• What you will do:
Within the listing below, the lines to output run from the one containing "entered the regression." through the one containing "for w in weather"; copy them exactly and nothing else.

• Dataset excerpts:
****

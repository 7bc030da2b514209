//! Shared pipeline logic used by every CLI subcommand.
//!
//! Keeping this in one place avoids duplicating the core workflow:
//! window -> daily -> chill -> features -> join -> fit
//!
//! Each stage takes a fully materialized table and returns a new one; nothing
//! is mutated after it is produced.

use log::{debug, warn};

use crate::domain::{BloomRecord, DailyWeatherSummary, ModeledRow, PipelineConfig, WeatherObservation, WinterFeature};
use crate::error::AppError;
use crate::features::{aggregate_daily, aggregate_winter_features, assign_winter_window, detect_chill, join_bloom_features};
use crate::fit::{BloomModel, complete_cases, fit_bloom_model};

/// Engineered tables, before any model is fit.
#[derive(Debug, Clone)]
pub struct FeatureTables {
    pub daily: Vec<DailyWeatherSummary>,
    pub features: Vec<WinterFeature>,
    pub modeled: Vec<ModeledRow>,
}

/// All computed outputs of a single run.
#[derive(Debug, Clone)]
pub struct RunOutput {
    pub tables: FeatureTables,
    /// Rows that actually entered the regression.
    pub training_rows: Vec<ModeledRow>,
    pub model: BloomModel,
}

/// Validate inputs and build the daily, winter-feature and modeled tables.
pub fn build_features(
    blooms: &[BloomRecord],
    weather: &[WeatherObservation],
    config: &PipelineConfig,
) -> Result<FeatureTables, AppError> {
    config.chill.validate()?;
    for b in blooms {
        b.validate()?;
    }
    for w in weather {
        w.validate()?;
    }

    let windowed = assign_winter_window(weather);
    debug!(
        "Winter window: {} of {} readings fall in Oct-Feb",
        windowed.len(),
        weather.len()
    );

    let daily = aggregate_daily(&windowed);
    let chill = detect_chill(&daily, config.chill)?;
    let features = aggregate_winter_features(&daily, &chill);
    let modeled = join_bloom_features(blooms, &features, config.year_cutoff, config.chill_missing);

    Ok(FeatureTables {
        daily,
        features,
        modeled,
    })
}

/// Execute the full pipeline and fit the bloom model.
pub fn run_pipeline(
    blooms: &[BloomRecord],
    weather: &[WeatherObservation],
    config: &PipelineConfig,
) -> Result<RunOutput, AppError> {
    let tables = build_features(blooms, weather, config)?;

    let (training_rows, dropped) = complete_cases(&tables.modeled, &config.features);
    if dropped > 0 {
        warn!(
            "Dropped {dropped} of {} modeled rows missing selected features.",
            tables.modeled.len()
        );
    }

    let model = fit_bloom_model(&training_rows, &config.features)?;

    Ok(RunOutput {
        tables,
        training_rows,
        model,
    })
}
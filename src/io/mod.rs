//! Output helpers.
//!
//! - winter feature / modeled-row CSV exports
//! - fit report JSON read/write

pub mod export;

pub use export::*;
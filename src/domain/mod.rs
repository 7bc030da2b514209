//! Domain types used throughout the pipeline.
//!
//! This module defines:
//!
//! - input tables (`BloomRecord`, `WeatherObservation`)
//! - derived tables (`DailyWeatherSummary`, `WinterFeature`, `ModeledRow`)
//! - run configuration (`PipelineConfig`, `ChillRule`, `FeatureSet`)
//! - fit outputs (`FitReport`, `Coefficient`, `FitQuality`)

pub mod types;

pub use types::*;
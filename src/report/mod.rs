//! Reporting utilities: fit summaries and feature tables for the terminal.

pub mod format;

pub use format::*;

****

• Output:
    /// Rows that actually entered the regression.
    pub training_rows: Vec<ModeledRow>,
    pub model: BloomModel,
}

/// Validate inputs and build the daily, winter-feature and modeled tables.
pub fn build_features(
    blooms: &[BloomRecord],
    weather: &[WeatherObservation],
    config: &PipelineConfig,
) -> Result<FeatureTables, AppError> {
    config.chill.validate()?;
    for b in blooms {
        b.validate()?;
    }
    for w in weather {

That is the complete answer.